キリンHD「無菌培養技術」で技術賞受賞
執筆者:shirai
キリンホールディングスは、日本ブドウ・ワイン学会2025年大会(11月7~8日開催)において、「無菌培養植物によるブドウべと病菌の継代培養技術確立」が「技術賞」を受賞した。同社は、ブドウの主要病害である「べと病菌」が生きた宿主細胞でしか生育できない絶対寄生菌であることから、従来の人工培地を用いた薬剤耐性検定が困難であるという課題に着目。

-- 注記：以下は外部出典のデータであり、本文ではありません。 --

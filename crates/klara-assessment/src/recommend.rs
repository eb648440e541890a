//! Content shown for each severity band.
//!
//! A static lookup: the scorer decides the band, this table decides what the
//! results page offers for it.

use std::fmt;

use klara_core::models::assessment::RiskFactors;
use klara_core::models::severity::Severity;
use serde::Serialize;

#[derive(Debug, Clone, Copy, PartialEq, Eq, Serialize)]
#[serde(rename_all = "kebab-case")]
pub enum ProductCategory {
    ArtificialTears,
    WarmCompresses,
    LidCare,
    Supplements,
}

/// How many products to recommend from one category.
#[derive(Debug, Clone, Copy, PartialEq, Eq, Serialize)]
#[serde(rename_all = "snake_case")]
pub enum Quota {
    Up(usize),
    All,
}

impl fmt::Display for ProductCategory {
    fn fmt(&self, f: &mut fmt::Formatter<'_>) -> fmt::Result {
        f.write_str(match self {
            ProductCategory::ArtificialTears => "Artificial tears",
            ProductCategory::WarmCompresses => "Warm compresses",
            ProductCategory::LidCare => "Lid care",
            ProductCategory::Supplements => "Supplements",
        })
    }
}

impl fmt::Display for Quota {
    fn fmt(&self, f: &mut fmt::Formatter<'_>) -> fmt::Result {
        match self {
            Quota::Up(1) => f.write_str("1 product"),
            Quota::Up(n) => write!(f, "up to {n} products"),
            Quota::All => f.write_str("all products"),
        }
    }
}

#[derive(Debug, Clone, Serialize)]
pub struct CarePlan {
    pub severity: Severity,
    pub summary: &'static str,
    pub products: &'static [(ProductCategory, Quota)],
    pub prescription: bool,
    pub procedures: bool,
    /// Prompt shown next to the booking button; `None` hides booking.
    pub booking: Option<&'static str>,
}

#[derive(Debug, Clone, Serialize)]
pub struct Treatment {
    pub name: &'static str,
    pub category: &'static str,
    pub description: &'static str,
}

pub fn care_plan(severity: Severity) -> &'static CarePlan {
    match severity {
        Severity::Mild => &MILD,
        Severity::Moderate => &MODERATE,
        Severity::Severe => &SEVERE,
    }
}

/// MGD guidance is shown whenever the MGD indicator was raised.
pub fn shows_mgd_guidance(risk_factors: &RiskFactors) -> bool {
    risk_factors.mgd
}

pub const MGD_SYMPTOMS: [&str; 4] = [
    "Morning crusting or sticky eyelids",
    "Film over vision that clears with blinking",
    "Symptoms worse in dry or windy conditions",
    "Eyelid redness or inflammation",
];

static MILD: CarePlan = CarePlan {
    severity: Severity::Mild,
    summary: "Your symptoms suggest mild dry eye. Simple lifestyle changes and over-the-counter treatments can provide significant relief.",
    products: &[
        (ProductCategory::ArtificialTears, Quota::Up(2)),
        (ProductCategory::WarmCompresses, Quota::Up(1)),
    ],
    prescription: false,
    procedures: false,
    booking: None,
};

static MODERATE: CarePlan = CarePlan {
    severity: Severity::Moderate,
    summary: "Your symptoms suggest moderate dry eye. A combination of OTC products, lid care, and potentially prescription treatments may be beneficial.",
    products: &[
        (ProductCategory::ArtificialTears, Quota::Up(2)),
        (ProductCategory::WarmCompresses, Quota::Up(1)),
        (ProductCategory::LidCare, Quota::Up(2)),
        (ProductCategory::Supplements, Quota::Up(1)),
    ],
    prescription: true,
    procedures: false,
    booking: Some("We're here when you're ready"),
};

static SEVERE: CarePlan = CarePlan {
    severity: Severity::Severe,
    summary: "Your symptoms suggest severe dry eye requiring comprehensive treatment. We strongly recommend a specialist consultation alongside these recommendations.",
    products: &[
        (ProductCategory::ArtificialTears, Quota::Up(3)),
        (ProductCategory::WarmCompresses, Quota::All),
        (ProductCategory::LidCare, Quota::Up(2)),
        (ProductCategory::Supplements, Quota::Up(2)),
    ],
    prescription: true,
    procedures: true,
    booking: Some("Let's get you help"),
};

pub static PRESCRIPTION_TREATMENTS: [Treatment; 3] = [
    Treatment {
        name: "Cyclosporine (Restasis)",
        category: "Anti-inflammatory",
        description: "Prescription anti-inflammatory drops that help your eyes produce more natural tears.",
    },
    Treatment {
        name: "Lifitegrast (Xiidra)",
        category: "Anti-inflammatory",
        description: "Blocks inflammation that contributes to dry eye.",
    },
    Treatment {
        name: "Short-term Corticosteroid Drops",
        category: "Corticosteroid",
        description: "Prescribed for a limited time to reduce inflammation during flare-ups.",
    },
];

pub static PROCEDURAL_TREATMENTS: [Treatment; 4] = [
    Treatment {
        name: "Punctal Plugs",
        category: "In-office procedure",
        description: "Tiny silicone plugs that help tears stay on the eye surface longer.",
    },
    Treatment {
        name: "LipiFlow Thermal Pulsation",
        category: "In-office procedure",
        description: "Controlled heat and pressure to unblock meibomian glands.",
    },
    Treatment {
        name: "Intense Pulsed Light (IPL) Therapy",
        category: "In-office procedure",
        description: "Light-based treatment that reduces inflammation and improves gland function.",
    },
    Treatment {
        name: "Meibomian Gland Expression",
        category: "In-office procedure",
        description: "Manual expression of blocked glands to restore healthy oil flow.",
    },
];

impl CarePlan {
    /// Treatments to discuss with the ophthalmologist for this band.
    pub fn treatments(&self) -> Vec<&'static Treatment> {
        let mut out = Vec::new();
        if self.prescription {
            out.extend(PRESCRIPTION_TREATMENTS.iter());
        }
        if self.procedures {
            out.extend(PROCEDURAL_TREATMENTS.iter());
        }
        out
    }
}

独自の植物無菌培養技術を応用し、無菌状態のブドウを用いた通年評価可能な生物検定法を開発した。これにより、非感染葉の維持管理が不要となり、ブドウの葉が入手しづらい時期でも薬剤評価を実施できるようになった。さらに、べと病菌の凍結保管および継代技術の確立により、圃場ごとの菌特性に応じた精密な農薬選定が可能に。本技術は2025年3月よりシャトー・メルシャン圃場で実用化され、健全なブドウ栽培に活用されている。日本ブドウ・ワイン学会(ASEV JAPAN)は1984年創設。ブドウ・ワインに関する研究・技術の発展を目的に、学会誌の発行や国際交流を推進している。技術賞は、日本のブドウ・ワイン産業の技術的発展に顕著な業績を上げた者に授与される。